- _REQUIREMENT_:
Present each line of the entries below that holds the word "display".

-- Opening Marker --

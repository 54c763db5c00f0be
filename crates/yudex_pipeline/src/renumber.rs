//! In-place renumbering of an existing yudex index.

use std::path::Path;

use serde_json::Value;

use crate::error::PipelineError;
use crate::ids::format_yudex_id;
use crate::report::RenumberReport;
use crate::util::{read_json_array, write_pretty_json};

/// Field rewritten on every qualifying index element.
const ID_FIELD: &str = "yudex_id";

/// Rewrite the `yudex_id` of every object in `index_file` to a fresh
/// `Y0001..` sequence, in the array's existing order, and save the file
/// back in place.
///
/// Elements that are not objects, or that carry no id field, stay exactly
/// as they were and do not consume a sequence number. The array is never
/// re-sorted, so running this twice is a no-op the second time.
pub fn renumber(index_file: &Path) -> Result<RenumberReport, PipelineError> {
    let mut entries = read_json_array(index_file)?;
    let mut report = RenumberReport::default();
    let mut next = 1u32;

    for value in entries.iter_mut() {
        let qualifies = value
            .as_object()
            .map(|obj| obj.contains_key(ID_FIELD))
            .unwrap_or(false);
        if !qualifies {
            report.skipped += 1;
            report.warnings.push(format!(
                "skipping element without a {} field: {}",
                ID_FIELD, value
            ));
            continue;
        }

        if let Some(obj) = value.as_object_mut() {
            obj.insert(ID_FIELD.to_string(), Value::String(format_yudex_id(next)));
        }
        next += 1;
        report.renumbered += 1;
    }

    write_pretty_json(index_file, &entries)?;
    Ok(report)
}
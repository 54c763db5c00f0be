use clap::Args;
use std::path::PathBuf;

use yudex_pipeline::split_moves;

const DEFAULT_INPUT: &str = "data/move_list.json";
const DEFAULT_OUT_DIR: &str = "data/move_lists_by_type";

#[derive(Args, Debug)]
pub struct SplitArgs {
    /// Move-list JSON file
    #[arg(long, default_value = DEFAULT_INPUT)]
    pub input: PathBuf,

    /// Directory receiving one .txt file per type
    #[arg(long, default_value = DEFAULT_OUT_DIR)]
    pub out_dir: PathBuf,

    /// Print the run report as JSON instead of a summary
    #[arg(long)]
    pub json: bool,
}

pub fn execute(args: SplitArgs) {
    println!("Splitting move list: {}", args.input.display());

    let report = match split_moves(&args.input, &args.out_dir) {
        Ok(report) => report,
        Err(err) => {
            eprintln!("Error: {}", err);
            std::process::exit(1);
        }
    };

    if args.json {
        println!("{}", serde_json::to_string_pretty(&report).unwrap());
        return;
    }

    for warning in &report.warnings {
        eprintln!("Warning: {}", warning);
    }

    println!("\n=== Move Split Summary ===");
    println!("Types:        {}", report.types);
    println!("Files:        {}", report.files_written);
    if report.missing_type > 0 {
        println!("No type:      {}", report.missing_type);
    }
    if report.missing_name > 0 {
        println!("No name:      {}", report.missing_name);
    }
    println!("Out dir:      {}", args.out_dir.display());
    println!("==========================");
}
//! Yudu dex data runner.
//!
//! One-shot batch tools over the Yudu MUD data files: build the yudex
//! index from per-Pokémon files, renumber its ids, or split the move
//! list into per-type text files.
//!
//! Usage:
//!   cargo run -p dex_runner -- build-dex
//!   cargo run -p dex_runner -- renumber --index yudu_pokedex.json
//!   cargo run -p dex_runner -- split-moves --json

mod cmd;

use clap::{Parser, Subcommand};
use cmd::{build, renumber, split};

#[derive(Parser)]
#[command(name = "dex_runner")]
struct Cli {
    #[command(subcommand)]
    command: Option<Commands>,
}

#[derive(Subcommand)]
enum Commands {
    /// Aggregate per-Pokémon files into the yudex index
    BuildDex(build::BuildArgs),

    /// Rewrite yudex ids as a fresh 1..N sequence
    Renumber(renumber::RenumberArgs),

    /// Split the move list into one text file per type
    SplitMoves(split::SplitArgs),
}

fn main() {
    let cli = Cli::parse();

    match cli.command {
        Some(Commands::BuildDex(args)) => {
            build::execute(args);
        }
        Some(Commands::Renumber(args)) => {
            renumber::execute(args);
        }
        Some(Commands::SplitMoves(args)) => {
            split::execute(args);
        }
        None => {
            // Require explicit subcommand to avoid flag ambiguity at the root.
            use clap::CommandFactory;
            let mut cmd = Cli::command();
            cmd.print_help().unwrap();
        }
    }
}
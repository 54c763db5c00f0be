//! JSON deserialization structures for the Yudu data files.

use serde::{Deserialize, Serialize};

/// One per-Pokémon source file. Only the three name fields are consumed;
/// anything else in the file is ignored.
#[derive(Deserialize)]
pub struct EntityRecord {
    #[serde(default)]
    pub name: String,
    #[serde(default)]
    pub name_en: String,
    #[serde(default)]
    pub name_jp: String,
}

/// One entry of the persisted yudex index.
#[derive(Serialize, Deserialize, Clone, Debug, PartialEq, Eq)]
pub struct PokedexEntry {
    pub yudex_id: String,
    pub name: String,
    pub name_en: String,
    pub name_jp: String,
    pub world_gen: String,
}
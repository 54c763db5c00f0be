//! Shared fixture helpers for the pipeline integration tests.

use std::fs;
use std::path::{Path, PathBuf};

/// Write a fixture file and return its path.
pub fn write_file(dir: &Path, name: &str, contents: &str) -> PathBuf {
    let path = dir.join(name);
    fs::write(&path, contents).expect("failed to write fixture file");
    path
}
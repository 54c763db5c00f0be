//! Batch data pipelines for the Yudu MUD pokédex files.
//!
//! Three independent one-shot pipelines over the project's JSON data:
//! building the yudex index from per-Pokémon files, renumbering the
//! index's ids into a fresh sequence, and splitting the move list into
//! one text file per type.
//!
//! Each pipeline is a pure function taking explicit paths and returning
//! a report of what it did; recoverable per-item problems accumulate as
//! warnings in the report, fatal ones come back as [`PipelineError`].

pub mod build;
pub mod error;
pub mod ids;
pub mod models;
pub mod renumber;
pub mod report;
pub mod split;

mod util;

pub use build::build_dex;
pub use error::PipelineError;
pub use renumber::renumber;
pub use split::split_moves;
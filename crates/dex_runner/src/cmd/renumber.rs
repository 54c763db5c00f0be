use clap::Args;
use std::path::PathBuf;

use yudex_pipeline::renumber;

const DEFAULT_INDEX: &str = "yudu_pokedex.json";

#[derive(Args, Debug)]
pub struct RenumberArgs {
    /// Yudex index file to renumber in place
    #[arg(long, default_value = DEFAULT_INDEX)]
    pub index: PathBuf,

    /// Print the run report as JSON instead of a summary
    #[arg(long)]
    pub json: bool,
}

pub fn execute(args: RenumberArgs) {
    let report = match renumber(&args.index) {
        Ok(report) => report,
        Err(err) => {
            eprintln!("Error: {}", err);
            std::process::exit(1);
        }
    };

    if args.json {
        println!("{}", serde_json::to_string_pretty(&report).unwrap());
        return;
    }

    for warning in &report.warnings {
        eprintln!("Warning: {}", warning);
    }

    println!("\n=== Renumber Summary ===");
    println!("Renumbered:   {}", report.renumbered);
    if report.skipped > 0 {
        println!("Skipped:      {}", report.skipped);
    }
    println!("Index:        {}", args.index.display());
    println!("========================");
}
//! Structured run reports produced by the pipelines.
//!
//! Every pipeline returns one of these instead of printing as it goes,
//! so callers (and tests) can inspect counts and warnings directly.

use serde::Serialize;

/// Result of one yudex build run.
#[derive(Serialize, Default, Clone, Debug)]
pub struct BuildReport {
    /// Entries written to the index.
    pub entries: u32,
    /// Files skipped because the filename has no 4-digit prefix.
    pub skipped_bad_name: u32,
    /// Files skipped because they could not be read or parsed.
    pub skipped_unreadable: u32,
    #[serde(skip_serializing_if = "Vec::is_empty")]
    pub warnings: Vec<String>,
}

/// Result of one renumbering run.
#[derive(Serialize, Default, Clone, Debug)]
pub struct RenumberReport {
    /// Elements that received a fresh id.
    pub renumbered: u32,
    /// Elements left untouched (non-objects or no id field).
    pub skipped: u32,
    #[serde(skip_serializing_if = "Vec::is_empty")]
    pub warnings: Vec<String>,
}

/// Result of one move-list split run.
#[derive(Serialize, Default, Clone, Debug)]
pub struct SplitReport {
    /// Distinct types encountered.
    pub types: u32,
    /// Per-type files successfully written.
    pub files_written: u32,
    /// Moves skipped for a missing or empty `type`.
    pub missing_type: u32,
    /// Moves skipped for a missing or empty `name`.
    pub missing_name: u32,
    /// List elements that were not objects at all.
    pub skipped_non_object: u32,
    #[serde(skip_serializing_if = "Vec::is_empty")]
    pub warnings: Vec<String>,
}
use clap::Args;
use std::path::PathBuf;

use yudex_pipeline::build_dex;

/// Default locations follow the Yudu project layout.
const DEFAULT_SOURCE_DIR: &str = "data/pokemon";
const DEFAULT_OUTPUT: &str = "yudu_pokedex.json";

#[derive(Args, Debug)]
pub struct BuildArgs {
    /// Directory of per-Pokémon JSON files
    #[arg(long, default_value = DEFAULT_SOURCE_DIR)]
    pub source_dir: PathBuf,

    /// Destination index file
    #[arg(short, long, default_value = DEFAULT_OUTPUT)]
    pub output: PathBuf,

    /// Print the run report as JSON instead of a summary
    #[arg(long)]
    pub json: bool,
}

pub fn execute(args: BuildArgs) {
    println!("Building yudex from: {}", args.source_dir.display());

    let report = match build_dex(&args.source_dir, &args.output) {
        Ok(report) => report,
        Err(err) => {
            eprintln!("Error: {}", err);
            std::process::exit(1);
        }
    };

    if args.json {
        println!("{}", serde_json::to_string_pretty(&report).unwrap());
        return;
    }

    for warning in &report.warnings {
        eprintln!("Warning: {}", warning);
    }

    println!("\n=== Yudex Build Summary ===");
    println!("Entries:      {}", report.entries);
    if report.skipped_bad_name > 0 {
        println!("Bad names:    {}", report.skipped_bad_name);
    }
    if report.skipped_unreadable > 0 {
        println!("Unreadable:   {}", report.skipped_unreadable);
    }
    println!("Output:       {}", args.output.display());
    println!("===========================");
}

-- Closing Marker --

- _ANSWER TO THIS EXERCISE_:
    println!("Splitting move list: {}", args.input.display());
    println!("Out dir:      {}", args.out_dir.display());
    println!("Index:        {}", args.index.display());
    println!("Building yudex from: {}", args.source_dir.display());
    println!("Output:       {}", args.output.display());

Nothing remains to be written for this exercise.